What does the experiential online luxury retail look like? What are the online boutique privileges? Hermes, Dior, Louis Vuitton, Yves Saint Laurent - just to name a few - online stores for example offer free express delivery, free returns, special iconic gift boxes, personalised message, complimentary trial sizes, etc. The aim is to bridge the perceived divide between online and in-store. Some other brands, like for example Charlotte Tilbury (British make-up brand), increasingly utilise technology and offer virtual services.
Ashfords have been working closely with luxury goods manufacturers – in particular with one of its clients, Aquazzura - on this accelerating journey and their global expansion within the offline online and travel retail experiences. It is no longer just a bricks and mortar strategy. The consumer experience is now truly omni-channel.
This also means that, when it comes to e-commerce, luxury brands often prefer to opt for D2C (Direct To Consumer) rather than only going through their usual distributors/retailer networks.
The eShopWorld data reveals that online luxury sales are predicted to increase to 30% in 2021, with a boost driven by Millennial and Gen Z shoppers, who will account for a fifth of all luxury fashion spend by 2025. The spending of Gen Z shoppers (who have a digital native lifestyle) was not reduced when stores were closed.
Luxury brands pay close attention to the younger generations’ buying habits as they lay the foundations for the future of living and older generations tend to follow and adopt the habits of the former. Take for example the use of Instagram: it started with teenagers and now we see that the older generations are now keen users.
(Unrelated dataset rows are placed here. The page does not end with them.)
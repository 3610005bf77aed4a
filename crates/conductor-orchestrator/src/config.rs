use conductor_a2a::ClientConfig;
use conductor_core::{AgentKind, ConductorError, ConductorResult};
use serde::{Deserialize, Serialize};
use std::path::Path;
use std::time::Duration;

/// Everything the orchestrator needs to reach its specialists.
#[derive(Debug, Clone, Serialize, Deserialize)]
pub struct OrchestratorConfig {
    #[serde(default)]
    pub agents: AgentEndpoints,
    /// Shared deadline for collecting every outstanding subtask.
    #[serde(default = "default_collection_deadline_secs")]
    pub collection_deadline_secs: u64,
    #[serde(default)]
    pub client: ClientConfig,
    #[serde(default)]
    pub aggregation: AggregationConfig,
    #[serde(default)]
    pub planner: PlannerKind,
    /// Chat-completions endpoint used when structured aggregation
    /// comes up short. Without it the fallback is a raw JSON dump.
    #[serde(default)]
    pub reasoning: Option<ReasoningConfig>,
}

fn default_collection_deadline_secs() -> u64 {
    60
}

impl Default for OrchestratorConfig {
    fn default() -> Self {
        Self {
            agents: AgentEndpoints::default(),
            collection_deadline_secs: default_collection_deadline_secs(),
            client: ClientConfig::default(),
            aggregation: AggregationConfig::default(),
            planner: PlannerKind::default(),
            reasoning: None,
        }
    }
}

impl OrchestratorConfig {
    pub fn collection_deadline(&self) -> Duration {
        Duration::from_secs(self.collection_deadline_secs)
    }

    pub fn from_toml_str(source: &str) -> ConductorResult<Self> {
        toml::from_str(source).map_err(|e| ConductorError::Config(e.to_string()))
    }

    /// Read and parse a TOML file.
    pub fn load(path: impl AsRef<Path>) -> ConductorResult<Self> {
        let path = path.as_ref();
        let source = std::fs::read_to_string(path).map_err(|e| {
            ConductorError::Config(format!("Failed to read '{}': {e}", path.display()))
        })?;
        Self::from_toml_str(&source)
    }
}

/// How requests are split into subtasks.
#[derive(Debug, Clone, Copy, Default, PartialEq, Eq, Serialize, Deserialize)]
#[serde(rename_all = "lowercase")]
pub enum PlannerKind {
    /// Keyword routing; needs no model.
    #[default]
    Keyword,
    /// Ask the reasoning engine for a JSON plan. Requires `[reasoning]`.
    Reasoning,
}

/// Base address of each specialist service.
#[derive(Debug, Clone, PartialEq, Eq, Serialize, Deserialize)]
pub struct AgentEndpoints {
    #[serde(default = "default_research_url")]
    pub research: String,
    #[serde(default = "default_code_url")]
    pub code: String,
    #[serde(default = "default_analytics_url")]
    pub analytics: String,
}

fn default_research_url() -> String {
    "http://localhost:8001".to_string()
}

fn default_code_url() -> String {
    "http://localhost:8002".to_string()
}

fn default_analytics_url() -> String {
    "http://localhost:8003".to_string()
}

impl Default for AgentEndpoints {
    fn default() -> Self {
        Self {
            research: default_research_url(),
            code: default_code_url(),
            analytics: default_analytics_url(),
        }
    }
}

impl AgentEndpoints {
    pub fn address(&self, agent: AgentKind) -> &str {
        match agent {
            AgentKind::Research => &self.research,
            AgentKind::Code => &self.code,
            AgentKind::Analytics => &self.analytics,
        }
    }
}

/// Thresholds used by the [`ResultAggregator`](crate::ResultAggregator).
#[derive(Debug, Clone, Serialize, Deserialize)]
pub struct AggregationConfig {
    /// Structured documents shorter than this (trimmed) are replaced
    /// by a reasoning-engine synthesis.
    #[serde(default = "default_min_content_chars")]
    pub min_content_chars: usize,
    /// Error messages in the error summary are cut to this many chars.
    #[serde(default = "default_max_error_chars")]
    pub max_error_chars: usize,
    #[serde(default = "default_max_sources")]
    pub max_sources: usize,
}

fn default_min_content_chars() -> usize {
    100
}

fn default_max_error_chars() -> usize {
    200
}

fn default_max_sources() -> usize {
    5
}

impl Default for AggregationConfig {
    fn default() -> Self {
        Self {
            min_content_chars: default_min_content_chars(),
            max_error_chars: default_max_error_chars(),
            max_sources: default_max_sources(),
        }
    }
}

/// An OpenAI-compatible chat-completions endpoint.
#[derive(Debug, Clone, Serialize, Deserialize)]
pub struct ReasoningConfig {
    #[serde(default = "default_reasoning_base_url")]
    pub base_url: String,
    pub model: String,
    #[serde(default)]
    pub api_key: String,
    #[serde(default = "default_max_tokens")]
    pub max_tokens: u32,
    #[serde(default = "default_reasoning_timeout_secs")]
    pub timeout_secs: u64,
}

fn default_reasoning_base_url() -> String {
    "https://api.openai.com".to_string()
}

fn default_max_tokens() -> u32 {
    1024
}

fn default_reasoning_timeout_secs() -> u64 {
    60
}

#[cfg(test)]
mod tests {
    use super::*;

    #[test]
    fn test_defaults() {
        let config = OrchestratorConfig::default();
        assert_eq!(config.collection_deadline(), Duration::from_secs(60));
        assert_eq!(config.agents.address(AgentKind::Code), "http://localhost:8002");
        assert_eq!(config.aggregation.min_content_chars, 100);
        assert_eq!(config.aggregation.max_error_chars, 200);
        assert!(config.reasoning.is_none());
        assert_eq!(config.planner, PlannerKind::Keyword);
    }

    #[test]
    fn test_partial_toml() {
        let config = OrchestratorConfig::from_toml_str(
            r#"
            collection_deadline_secs = 5
            planner = "reasoning"

            [agents]
            research = "http://research.internal:9000"

            [client]
            probe_timeout_secs = 1

            [reasoning]
            model = "gpt-4o-mini"
            api_key = "sk-test"
            "#,
        )
        .unwrap();

        assert_eq!(config.collection_deadline_secs, 5);
        assert_eq!(config.planner, PlannerKind::Reasoning);
        assert_eq!(
            config.agents.address(AgentKind::Research),
            "http://research.internal:9000"
        );
        assert_eq!(config.agents.address(AgentKind::Analytics), "http://localhost:8003");
        assert_eq!(config.client.probe_timeout_secs, 1);
        assert_eq!(config.client.request_timeout_secs, 30);

        let reasoning = config.reasoning.unwrap();
        assert_eq!(reasoning.base_url, "https://api.openai.com");
        assert_eq!(reasoning.max_tokens, 1024);
    }

    #[test]
    fn test_invalid_toml_is_config_error() {
        let err = OrchestratorConfig::from_toml_str("collection_deadline_secs = \"soon\"")
            .unwrap_err();
        assert!(matches!(err, ConductorError::Config(_)));
    }

    #[test]
    fn test_load_from_file() {
        let dir = tempfile::tempdir().unwrap();
        let path = dir.path().join("conductor.toml");
        std::fs::write(&path, "[aggregation]\nmin_content_chars = 10\n").unwrap();

        let config = OrchestratorConfig::load(&path).unwrap();
        assert_eq!(config.aggregation.min_content_chars, 10);

        let missing = OrchestratorConfig::load(dir.path().join("absent.toml")).unwrap_err();
        assert!(missing.to_string().contains("absent.toml"));
    }
}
Not very surprisingly, we now see that TikTok is another platform that the fashion and luxury industries use to connect with Gen Z consumers. TikTok has made luxury accessible to audiences who might ordinarily feel alienated. It is the key of their survival: they appeal to these younger generations by livestreaming shows or providing users with fun, relaxed behind the scenes glimpses into the design process. In other words: providing another type of exclusivity, exclusive insight all designed to make the consumer of luxury goods feel “special”. In a mass world that is a precious commodity.